In 1996, I learned a valuable lesson. No matter how big I grew the company that I worked for -- I was not the owner. Sounds simple enough right? But, I was raised like most kids -- told to work hard, keep my nose to the grindstone (whatever that was!) and get a good job with a stable company.
Well, as it turned out, doing a good job was simply not enough for me to overcome some personal differences with my boss. While I tried to figure out why I pinned all the hopes of my family on one steam of income, my boss asked me to consider doing something else, somewhere else. He outranked me, and I moved on.
I was stunned. In four years I'd grown that division from around 30 employees and a $2 million budget to a firm with more than 260 employees and nearly $15 million of budgeted revenue. Yet it didn't matter.
When my boss asked me to leave that company, I jumped at the chance to take a job at a major teaching hospital. My thinking was that this hospital, one of the 100 largest in America, HAD to be the most stable thing I could do with my career. But with three kids, a mortgage and car payment, I was found out what hundred of thousands of former employees learned the hard way -- there are no "sure things" when it comes to a job.
Eventually I decided to start a new life of challenge and possibility, doing the things I loved. But that decision also scared me to death. It was the beginning of establishing what would become the Private Practice Model of business development.

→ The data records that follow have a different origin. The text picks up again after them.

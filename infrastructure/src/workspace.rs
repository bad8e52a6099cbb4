//! Workspace discovery and initialization
//!
//! A workspace is any directory containing a `.pecko/` metadata folder. The
//! folder holds the workspace config, a marker README and per-run
//! conversation logs.

use crate::config::{ConfigError, ConfigLoader};
use std::fs;
use std::io;
use std::path::{Path, PathBuf};
use thiserror::Error;
use tracing::debug;

pub const PECKO_DIRNAME: &str = ".pecko";
pub const CONFIG_FILENAME: &str = "config.toml";
const MARKER_FILENAME: &str = "README.txt";
const LOGS_DIRNAME: &str = "logs";

const MARKER_TEXT: &str =
    "This folder is managed by pecko.\nIt stores workspace config and agent state.\n";

#[derive(Error, Debug)]
pub enum WorkspaceError {
    #[error("could not resolve {}: {source}", path.display())]
    Resolve {
        path: PathBuf,
        #[source]
        source: io::Error,
    },

    #[error("could not write {}: {source}", path.display())]
    Write {
        path: PathBuf,
        #[source]
        source: io::Error,
    },

    #[error(transparent)]
    Config(#[from] ConfigError),
}

/// Result of [`init_workspace`]
#[derive(Debug, Clone, PartialEq, Eq)]
pub struct InitOutcome {
    /// False when the workspace already existed and nothing was written
    pub created: bool,
    pub root: PathBuf,
    pub message: String,
}

/// Result of [`status`]
#[derive(Debug, Clone, PartialEq, Eq)]
pub enum WorkspaceStatus {
    Initialized { root: PathBuf, meta: PathBuf },
    NotInitialized,
}

impl WorkspaceStatus {
    pub fn is_initialized(&self) -> bool {
        matches!(self, WorkspaceStatus::Initialized { .. })
    }
}

pub fn metadata_dir(root: &Path) -> PathBuf {
    root.join(PECKO_DIRNAME)
}

pub fn config_path(root: &Path) -> PathBuf {
    metadata_dir(root).join(CONFIG_FILENAME)
}

pub fn logs_dir(root: &Path) -> PathBuf {
    metadata_dir(root).join(LOGS_DIRNAME)
}

/// Where run transcripts go, or `None` when `root` was never initialized.
///
/// Logging must not create `.pecko/` on its own, or a plain directory would
/// start reporting as a workspace.
pub fn transcript_dir(root: &Path) -> Option<PathBuf> {
    metadata_dir(root).is_dir().then(|| logs_dir(root))
}

/// Walk `start` and its ancestors for a directory holding `.pecko/`.
pub fn find_workspace_root(start: &Path) -> Option<PathBuf> {
    let start = start.canonicalize().ok()?;
    start
        .ancestors()
        .find(|p| metadata_dir(p).is_dir())
        .map(Path::to_path_buf)
}

/// Create `.pecko/` under `root` with a default config and a marker file.
///
/// An existing workspace is left untouched unless `force` is set, in which
/// case the config and marker are rewritten.
pub fn init_workspace(root: &Path, force: bool) -> Result<InitOutcome, WorkspaceError> {
    let root = root.canonicalize().map_err(|source| WorkspaceError::Resolve {
        path: root.to_path_buf(),
        source,
    })?;
    let meta = metadata_dir(&root);

    if meta.exists() && !force {
        return Ok(InitOutcome {
            created: false,
            message: format!("Already initialized: {}", root.display()),
            root,
        });
    }

    fs::create_dir_all(&meta).map_err(|source| WorkspaceError::Write {
        path: meta.clone(),
        source,
    })?;

    let config = config_path(&root);
    let rendered = ConfigLoader::default_config_toml()?;
    write_file(&config, &rendered)?;
    write_file(&meta.join(MARKER_FILENAME), MARKER_TEXT)?;
    debug!(root = %root.display(), force, "workspace initialized");

    Ok(InitOutcome {
        created: true,
        message: format!("Initialized pecko workspace in: {}", root.display()),
        root,
    })
}

pub fn status(path: &Path) -> WorkspaceStatus {
    match find_workspace_root(path) {
        Some(root) => WorkspaceStatus::Initialized {
            meta: metadata_dir(&root),
            root,
        },
        None => WorkspaceStatus::NotInitialized,
    }
}

fn write_file(path: &Path, content: &str) -> Result<(), WorkspaceError> {
    fs::write(path, content).map_err(|source| WorkspaceError::Write {
        path: path.to_path_buf(),
        source,
    })
}

#[cfg(test)]
mod tests {
    use super::*;
    use crate::config::FileConfig;
    use tempfile::tempdir;

    #[test]
    fn test_init_creates_metadata() {
        let dir = tempdir().unwrap();

        let outcome = init_workspace(dir.path(), false).unwrap();

        assert!(outcome.created);
        assert!(outcome.message.starts_with("Initialized pecko workspace in: "));
        let meta = metadata_dir(&outcome.root);
        assert!(meta.is_dir());
        assert_eq!(
            fs::read_to_string(meta.join("README.txt")).unwrap(),
            MARKER_TEXT
        );

        let written: FileConfig =
            toml::from_str(&fs::read_to_string(config_path(&outcome.root)).unwrap()).unwrap();
        assert_eq!(written, FileConfig::default());
    }

    #[test]
    fn test_init_twice_refuses_without_force() {
        let dir = tempdir().unwrap();
        init_workspace(dir.path(), false).unwrap();
        fs::write(config_path(dir.path()), "version = 1\n").unwrap();

        let second = init_workspace(dir.path(), false).unwrap();
        assert!(!second.created);
        assert!(second.message.starts_with("Already initialized: "));
        assert_eq!(
            fs::read_to_string(config_path(dir.path())).unwrap(),
            "version = 1\n"
        );

        let forced = init_workspace(dir.path(), true).unwrap();
        assert!(forced.created);
        assert_ne!(
            fs::read_to_string(config_path(dir.path())).unwrap(),
            "version = 1\n"
        );
    }

    #[test]
    fn test_find_root_from_nested_dir() {
        let dir = tempdir().unwrap();
        init_workspace(dir.path(), false).unwrap();
        let nested = dir.path().join("a").join("b");
        fs::create_dir_all(&nested).unwrap();

        let root = find_workspace_root(&nested).unwrap();
        assert_eq!(root, dir.path().canonicalize().unwrap());
    }

    #[test]
    fn test_status() {
        let dir = tempdir().unwrap();
        let plain = dir.path().join("plain");
        let ws = dir.path().join("ws");
        fs::create_dir_all(&plain).unwrap();
        fs::create_dir_all(&ws).unwrap();
        init_workspace(&ws, false).unwrap();

        match status(&ws) {
            WorkspaceStatus::Initialized { root, meta } => {
                assert_eq!(root, ws.canonicalize().unwrap());
                assert_eq!(meta, root.join(".pecko"));
            }
            WorkspaceStatus::NotInitialized => panic!("expected an initialized workspace"),
        }
        assert_eq!(status(&plain), WorkspaceStatus::NotInitialized);
    }

    #[test]
    fn test_transcript_dir_requires_init() {
        let dir = tempdir().unwrap();

        assert_eq!(transcript_dir(dir.path()), None);
        assert!(!metadata_dir(dir.path()).exists());
        assert_eq!(status(dir.path()), WorkspaceStatus::NotInitialized);

        init_workspace(dir.path(), false).unwrap();
        assert_eq!(transcript_dir(dir.path()), Some(logs_dir(dir.path())));
    }

    #[test]
    fn test_init_missing_root() {
        let dir = tempdir().unwrap();
        let err = init_workspace(&dir.path().join("missing"), false).unwrap_err();
        assert!(matches!(err, WorkspaceError::Resolve { .. }));
    }
}
//! Graph wiring selected before a run starts

use crate::core::error::DomainError;
use crate::role::RoleKind;
use serde::{Deserialize, Serialize};

#[derive(Debug, Clone, Copy, PartialEq, Eq, Hash, Default, Serialize, Deserialize)]
pub enum Topology {
    /// One generalist `agent` looping on its own tools
    #[default]
    #[serde(rename = "single", alias = "single-agent", alias = "agent")]
    SingleAgent,
    /// `planner` → `worker` → `reviewer`
    #[serde(rename = "pipeline", alias = "planner-worker-reviewer", alias = "multi")]
    PlannerWorkerReviewer,
}

impl Topology {
    /// Roles taking part, in pipeline order
    pub fn roles(&self) -> &'static [RoleKind] {
        match self {
            Topology::SingleAgent => &[RoleKind::Agent],
            Topology::PlannerWorkerReviewer => {
                &[RoleKind::Planner, RoleKind::Worker, RoleKind::Reviewer]
            }
        }
    }

    pub fn entry(&self) -> RoleKind {
        self.roles()[0]
    }

    pub fn as_str(&self) -> &'static str {
        match self {
            Topology::SingleAgent => "single",
            Topology::PlannerWorkerReviewer => "pipeline",
        }
    }
}

impl std::fmt::Display for Topology {
    fn fmt(&self, f: &mut std::fmt::Formatter<'_>) -> std::fmt::Result {
        write!(f, "{}", self.as_str())
    }
}

impl std::str::FromStr for Topology {
    type Err = DomainError;

    fn from_str(s: &str) -> Result<Self, Self::Err> {
        match s.trim().to_lowercase().as_str() {
            "single" | "single-agent" | "agent" => Ok(Topology::SingleAgent),
            "pipeline" | "planner-worker-reviewer" | "multi" => {
                Ok(Topology::PlannerWorkerReviewer)
            }
            _ => Err(DomainError::UnknownTopology(s.to_string())),
        }
    }
}
//! Workspace path sandbox.
//!
//! Resolves user-supplied relative paths against a workspace root. A path is
//! rejected when it escapes the root either lexically (`..`, absolute paths)
//! or through a symlink somewhere along the way. The `.pecko/` metadata
//! directory under the root is off limits too.

use crate::workspace::PECKO_DIRNAME;
use pecko_domain::ToolError;
use std::ffi::OsString;
use std::fs;
use std::path::{Component, Path, PathBuf};
use thiserror::Error;

#[derive(Error, Debug)]
pub enum SandboxError {
    #[error("'{path}' resolves outside the workspace root")]
    OutsideWorkspace { path: String },

    #[error("'{path}' is inside the reserved {} directory", PECKO_DIRNAME)]
    Reserved { path: String },

    #[error("invalid path '{path}': {reason}")]
    InvalidPath { path: String, reason: String },

    #[error("workspace root '{}' is not usable: {source}", root.display())]
    InvalidRoot {
        root: PathBuf,
        #[source]
        source: std::io::Error,
    },
}

impl From<SandboxError> for ToolError {
    fn from(err: SandboxError) -> Self {
        match err {
            SandboxError::OutsideWorkspace { .. } => ToolError::outside_workspace(err.to_string()),
            SandboxError::Reserved { .. } => ToolError::not_allowed(err.to_string()),
            SandboxError::InvalidPath { .. } => ToolError::invalid_argument(err.to_string()),
            SandboxError::InvalidRoot { .. } => ToolError::execution_failed(err.to_string()),
        }
    }
}

/// Confines file tools to one directory tree
#[derive(Debug, Clone)]
pub struct WorkspaceSandbox {
    /// Canonical root
    root: PathBuf,
}

impl WorkspaceSandbox {
    pub fn new(root: impl AsRef<Path>) -> Result<Self, SandboxError> {
        let root = root.as_ref();
        let canonical = root.canonicalize().map_err(|source| SandboxError::InvalidRoot {
            root: root.to_path_buf(),
            source,
        })?;

        if !canonical.is_dir() {
            return Err(SandboxError::InvalidRoot {
                root: root.to_path_buf(),
                source: std::io::Error::new(std::io::ErrorKind::NotADirectory, "not a directory"),
            });
        }

        Ok(Self { root: canonical })
    }

    pub fn root(&self) -> &Path {
        &self.root
    }

    /// Resolve `raw` to an absolute path inside the root.
    ///
    /// The target itself need not exist; its deepest existing ancestor is
    /// canonicalized so a symlink pointing out of the tree is caught before
    /// anything is read or written through it. An empty path or `.` resolves
    /// to the root.
    pub fn resolve(&self, raw: &str) -> Result<PathBuf, SandboxError> {
        if raw.contains('\0') {
            return Err(SandboxError::InvalidPath {
                path: raw.to_string(),
                reason: "contains a NUL byte".to_string(),
            });
        }

        let relative = normalize_relative(raw)?;
        let joined = self.root.join(&relative);

        let mut existing = joined.clone();
        let mut missing: Vec<OsString> = Vec::new();
        while fs::symlink_metadata(&existing).is_err() {
            match existing.file_name() {
                Some(name) => missing.push(name.to_os_string()),
                None => break,
            }
            if !existing.pop() {
                break;
            }
        }

        // fails for dangling symlinks as well
        let canonical = existing
            .canonicalize()
            .map_err(|_| outside(raw))?;
        if !canonical.starts_with(&self.root) {
            return Err(outside(raw));
        }

        let resolved = missing
            .into_iter()
            .rev()
            .fold(canonical, |path, name| path.join(name));
        // also catches symlinks pointing into the metadata directory
        if self.is_reserved(&resolved) {
            return Err(reserved(raw));
        }
        Ok(resolved)
    }

    /// True for the metadata directory and anything below it
    pub fn is_reserved(&self, path: &Path) -> bool {
        path.starts_with(self.root.join(PECKO_DIRNAME))
    }
}

fn reserved(raw: &str) -> SandboxError {
    SandboxError::Reserved {
        path: raw.to_string(),
    }
}

fn outside(raw: &str) -> SandboxError {
    SandboxError::OutsideWorkspace {
        path: raw.to_string(),
    }
}

/// Lexical pass: drop `.`, reject `..`, anything absolute and the metadata
/// directory
fn normalize_relative(raw: &str) -> Result<PathBuf, SandboxError> {
    let mut normalized = PathBuf::new();
    for component in Path::new(raw).components() {
        match component {
            Component::CurDir => {}
            Component::Normal(segment)
                if normalized.as_os_str().is_empty() && segment == PECKO_DIRNAME =>
            {
                return Err(reserved(raw));
            }
            Component::Normal(segment) => normalized.push(segment),
            Component::ParentDir | Component::RootDir | Component::Prefix(_) => {
                return Err(outside(raw));
            }
        }
    }
    Ok(normalized)
}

I've come to learn that the word SALARY comes from the Latin "salarium," which is the wage a salt miner (read slave) was paid in Roman times. The new businesses we've developed since the end of my salaried job have enabled my family and I to travel to places we never thought we would see in this lifetime, enjoy a lifestyle that while occasionally bumpy, is so much more stable than that of my relatives and friends who work for "large, safe companies." Today, we teach people how to develop their own PrivatePracticeModels so that they too, can enjoy a more stable, brighter future.